Only members of the research team will have access to the secure cloud-based study folders.

Data analysis

Trial

We will employ an intention-to-treat analysis for all primary comparisons between the intervention and control arms. The effect of the intervention on JMP defined safe disposal will be assessed using a log-binomial model, which will yield the prevalence ratio of post-intervention safe disposal among intervention households relative to control households. We will use generalized estimating equations (GEE) with robust standard errors to account for village-level clustering and will adjust for stratified randomization by geo-demo group and baseline prevalence of safe disposal. If any relevant variables are found to be substantially imbalanced between the two arms at baseline then an additional model will adjust for these variables. All adjusted and unadjusted models will be reported. GEE will also be used to examine the impact of the intervention on secondary outcomes using the appropriate distribution and link function for each specific secondary outcome. If there is variation in the level of household participation in intervention activities, then a per-protocol analysis will be conducted to better measure the efficacy of the intervention on safe disposal behavior change under ideal conditions. A sensitivity analysis will also be conducted to examine differences in safe disposal between those households that were surveyed at baseline and endline compared to those only surveyed at endline. Lastly, we will employ mediation analysis [47] to examine which behavioral factors the CFM intervention influenced and which behavioral factors were then linked to changes in safe CFM behaviors, including safe disposal and child latrine training.

Environmental sampling

We will also use GEE models with robust standard errors that account for village level clustering to analyze if the intervention had an impact on environmental contamination based on collected environmental sampling data from drinking water and hand rinse samples. Separate models will be created for drinking water contamination and hand contamination. Separate models will also be run to analyze the binary outcome of prevalence of E. coli as well as the continuous outcome of log E. coli concentration. E. coli concentration data will be log transformed prior to analysis. If any baseline imbalance is found in contamination levels between intervention and control villages, then this will be adjusted for in final models.

Process evaluation

The activity survey and record book data will be descriptively analyzed to assess fidelity and reach of intervention delivery. Preliminary analyses will also be conducted on the activity survey data during implementation to provide Gram Vikas with targeted feedback on areas for improvement. This information will be communicated only to the Gram Vikas management staff who will then relay the feedback to the mobilizer team.
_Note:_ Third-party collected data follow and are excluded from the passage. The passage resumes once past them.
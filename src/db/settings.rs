//! システム設定テーブルのストレージ層
//!
//! SQLiteベースのキーバリュー設定を永続化

use crate::common::error::{ConsoleError, ConsoleResult};
use sqlx::SqlitePool;

/// 登録機能の有効フラグ
pub const KEY_ENABLE_REGISTRATION: &str = "enable_registration";
/// ログイン機能の有効フラグ
pub const KEY_ENABLE_LOGIN: &str = "enable_login";
/// 登録時キャプチャの有効フラグ
pub const KEY_ENABLE_REGISTER_CAPTCHA: &str = "enable_register_captcha";
/// ログイン時キャプチャの有効フラグ
pub const KEY_ENABLE_LOGIN_CAPTCHA: &str = "enable_login_captcha";
/// システム表示名
pub const KEY_SYSTEM_NAME: &str = "system_name";
/// お知らせ文
pub const KEY_ANNOUNCEMENT: &str = "announcement";

/// 初期投入する設定キーと既定値
const DEFAULT_SETTINGS: &[(&str, &str)] = &[
    (KEY_ENABLE_REGISTRATION, "true"),
    (KEY_ENABLE_LOGIN, "true"),
    (KEY_ENABLE_REGISTER_CAPTCHA, "false"),
    (KEY_ENABLE_LOGIN_CAPTCHA, "false"),
    (KEY_SYSTEM_NAME, "Relayhub"),
    (KEY_ANNOUNCEMENT, "Welcome to Relayhub"),
];

/// システム設定ストレージ
#[derive(Clone)]
pub struct SettingsStorage {
    pool: SqlitePool,
}

impl SettingsStorage {
    /// 新しいストレージインスタンスを作成
    pub fn new(pool: SqlitePool) -> Self {
        Self { pool }
    }

    /// 設定値を取得
    pub async fn get_setting(&self, key: &str) -> ConsoleResult<Option<String>> {
        let result = sqlx::query_scalar::<_, String>("SELECT value FROM settings WHERE key = ?")
            .bind(key)
            .fetch_optional(&self.pool)
            .await
            .map_err(|e| ConsoleError::Database(format!("Failed to get setting: {}", e)))?;

        Ok(result)
    }

    /// 設定値を保存（INSERT OR REPLACE）
    pub async fn set_setting(&self, key: &str, value: &str) -> ConsoleResult<()> {
        sqlx::query(
            "INSERT OR REPLACE INTO settings (key, value, updated_at) VALUES (?, ?, datetime('now'))",
        )
        .bind(key)
        .bind(value)
        .execute(&self.pool)
        .await
        .map_err(|e| ConsoleError::Database(format!("Failed to set setting: {}", e)))?;

        Ok(())
    }

    /// すべての設定を取得
    pub async fn list_settings(&self) -> ConsoleResult<Vec<(String, String)>> {
        let rows =
            sqlx::query_as::<_, (String, String)>("SELECT key, value FROM settings ORDER BY key")
                .fetch_all(&self.pool)
                .await
                .map_err(|e| ConsoleError::Database(format!("Failed to list settings: {}", e)))?;

        Ok(rows)
    }

    /// 機能フラグを取得（"true"のみ有効扱い）
    pub async fn is_enabled(&self, key: &str) -> ConsoleResult<bool> {
        Ok(self.get_setting(key).await?.as_deref() == Some("true"))
    }

    /// 既定設定を未設定のキーにだけ投入する
    pub async fn seed_defaults(&self) -> ConsoleResult<()> {
        for (key, value) in DEFAULT_SETTINGS {
            sqlx::query("INSERT OR IGNORE INTO settings (key, value) VALUES (?, ?)")
                .bind(key)
                .bind(value)
                .execute(&self.pool)
                .await
                .map_err(|e| ConsoleError::Database(format!("Failed to seed setting: {}", e)))?;
        }
        Ok(())
    }
}

#[cfg(test)]
mod tests {
    use super::*;

    async fn setup() -> SettingsStorage {
        let pool = crate::db::test_utils::test_db_pool().await;
        SettingsStorage::new(pool)
    }

    #[tokio::test]
    async fn test_get_missing_setting_is_none() {
        let storage = setup().await;
        assert_eq!(storage.get_setting("nope").await.unwrap(), None);
    }

    #[tokio::test]
    async fn test_set_and_get_setting() {
        let storage = setup().await;
        storage.set_setting("k", "v").await.unwrap();
        assert_eq!(storage.get_setting("k").await.unwrap().as_deref(), Some("v"));

        // 上書き
        storage.set_setting("k", "v2").await.unwrap();
        assert_eq!(
            storage.get_setting("k").await.unwrap().as_deref(),
            Some("v2")
        );
    }

    #[tokio::test]
    async fn test_seed_defaults_does_not_overwrite() {
        let storage = setup().await;
        storage
            .set_setting(KEY_ENABLE_REGISTRATION, "false")
            .await
            .unwrap();

        storage.seed_defaults().await.unwrap();

        // 既存値は保持され、未設定キーのみ投入される
        assert!(!storage.is_enabled(KEY_ENABLE_REGISTRATION).await.unwrap());
        assert!(storage.is_enabled(KEY_ENABLE_LOGIN).await.unwrap());
        assert_eq!(
            storage.get_setting(KEY_SYSTEM_NAME).await.unwrap().as_deref(),
            Some("Relayhub")
        );
    }

    #[tokio::test]
    async fn test_is_enabled_only_for_true() {
        let storage = setup().await;
        storage.set_setting("flag", "1").await.unwrap();
        assert!(!storage.is_enabled("flag").await.unwrap());
        storage.set_setting("flag", "true").await.unwrap();
        assert!(storage.is_enabled("flag").await.unwrap());
    }

    #[tokio::test]
    async fn test_list_settings_after_seed() {
        let storage = setup().await;
        storage.seed_defaults().await.unwrap();
        let all = storage.list_settings().await.unwrap();
        assert!(all.len() >= 6);
    }
}
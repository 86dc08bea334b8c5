//! Configuration management via environment variables
//!
//! Provides helper functions for reading environment variables with fallback
//! to deprecated variable names with warning logs.

/// Get an environment variable with fallback to a deprecated name
///
/// If the new variable name is set, returns its value.
/// If only the old (deprecated) variable name is set, returns its value
/// and logs a deprecation warning.
///
/// # Arguments
/// * `new_name` - The new environment variable name (preferred)
/// * `old_name` - The deprecated environment variable name (fallback)
///
/// # Returns
/// * `Some(value)` - The environment variable value
/// * `None` - Neither variable is set
pub fn get_env_with_fallback(new_name: &str, old_name: &str) -> Option<String> {
    if let Ok(val) = std::env::var(new_name) {
        return Some(val);
    }
    if let Ok(val) = std::env::var(old_name) {
        tracing::warn!(
            "Environment variable '{}' is deprecated, use '{}' instead",
            old_name,
            new_name
        );
        return Some(val);
    }
    None
}

/// Get an environment variable with fallback and default value
pub fn get_env_with_fallback_or(new_name: &str, old_name: &str, default: &str) -> String {
    get_env_with_fallback(new_name, old_name).unwrap_or_else(|| default.to_string())
}

/// Get an environment variable with fallback, parsing to a specific type
///
/// Returns the default when neither variable is set or parsing fails.
pub fn get_env_with_fallback_parse<T: std::str::FromStr>(
    new_name: &str,
    old_name: &str,
    default: T,
) -> T {
    get_env_with_fallback(new_name, old_name)
        .and_then(|s| s.parse().ok())
        .unwrap_or(default)
}

/// データベースURLを取得
///
/// 環境変数 `RELAYHUB_DATABASE_URL`（旧: `DATABASE_URL`）から取得し、
/// 未設定の場合はホームディレクトリ配下の既定パスを使用する。
pub fn get_database_url() -> String {
    get_env_with_fallback("RELAYHUB_DATABASE_URL", "DATABASE_URL").unwrap_or_else(|| {
        let home = std::env::var("HOME")
            .or_else(|_| std::env::var("USERPROFILE"))
            .unwrap_or_else(|_| ".".to_string());
        format!("sqlite:{}/.relayhub/relayhub.db", home)
    })
}

#[cfg(test)]
mod tests {
    use super::*;
    use serial_test::serial;

    #[test]
    #[serial]
    fn test_get_env_with_fallback_new_name() {
        std::env::set_var("TEST_NEW_VAR", "new_value");
        std::env::remove_var("TEST_OLD_VAR");

        let result = get_env_with_fallback("TEST_NEW_VAR", "TEST_OLD_VAR");
        assert_eq!(result, Some("new_value".to_string()));

        std::env::remove_var("TEST_NEW_VAR");
    }

    #[test]
    #[serial]
    fn test_get_env_with_fallback_old_name() {
        std::env::remove_var("TEST_NEW_VAR2");
        std::env::set_var("TEST_OLD_VAR2", "old_value");

        let result = get_env_with_fallback("TEST_NEW_VAR2", "TEST_OLD_VAR2");
        assert_eq!(result, Some("old_value".to_string()));

        std::env::remove_var("TEST_OLD_VAR2");
    }

    #[test]
    #[serial]
    fn test_get_env_with_fallback_neither() {
        std::env::remove_var("TEST_NEW_VAR3");
        std::env::remove_var("TEST_OLD_VAR3");

        let result = get_env_with_fallback("TEST_NEW_VAR3", "TEST_OLD_VAR3");
        assert_eq!(result, None);
    }

    #[test]
    #[serial]
    fn test_get_env_with_fallback_new_takes_precedence() {
        std::env::set_var("TEST_NEW_VAR4", "new_value");
        std::env::set_var("TEST_OLD_VAR4", "old_value");

        let result = get_env_with_fallback("TEST_NEW_VAR4", "TEST_OLD_VAR4");
        assert_eq!(result, Some("new_value".to_string()));

        std::env::remove_var("TEST_NEW_VAR4");
        std::env::remove_var("TEST_OLD_VAR4");
    }

    #[test]
    #[serial]
    fn test_get_env_with_fallback_or_default() {
        std::env::remove_var("TEST_NEW_VAR5");
        std::env::remove_var("TEST_OLD_VAR5");

        let result = get_env_with_fallback_or("TEST_NEW_VAR5", "TEST_OLD_VAR5", "default_value");
        assert_eq!(result, "default_value");
    }

    #[test]
    #[serial]
    fn test_get_env_with_fallback_parse() {
        std::env::set_var("TEST_NEW_VAR6", "8080");
        std::env::remove_var("TEST_OLD_VAR6");

        let result: u16 = get_env_with_fallback_parse("TEST_NEW_VAR6", "TEST_OLD_VAR6", 3000);
        assert_eq!(result, 8080);

        std::env::remove_var("TEST_NEW_VAR6");
    }

    #[test]
    #[serial]
    fn test_get_env_with_fallback_parse_invalid_uses_default() {
        std::env::set_var("TEST_NEW_VAR7", "not-a-number");

        let result: u16 = get_env_with_fallback_parse("TEST_NEW_VAR7", "TEST_OLD_VAR7", 3000);
        assert_eq!(result, 3000);

        std::env::remove_var("TEST_NEW_VAR7");
    }
}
Transcripts from the interviews with Gram Vikas mobilizers and intervention participants will be thematically analyzed. The analysis will focus on themes related to lessons learned on implementation delivery, perceptions of and level of satisfaction with intervention activities, if and how the activities influenced CFM practices, and recommendations for the future. Research team members will first read through each transcript and record memos reflecting on the interview discussion. A codebook will then be developed based on the memos and topics covered in the interview guides, allowing for both inductive and deductive codes. Researchers will then apply codes to the transcripts and subsequently examine coded segments to identify themes related to the topics of interest, but still allowing for unanticipated, yet informative, themes to emerge.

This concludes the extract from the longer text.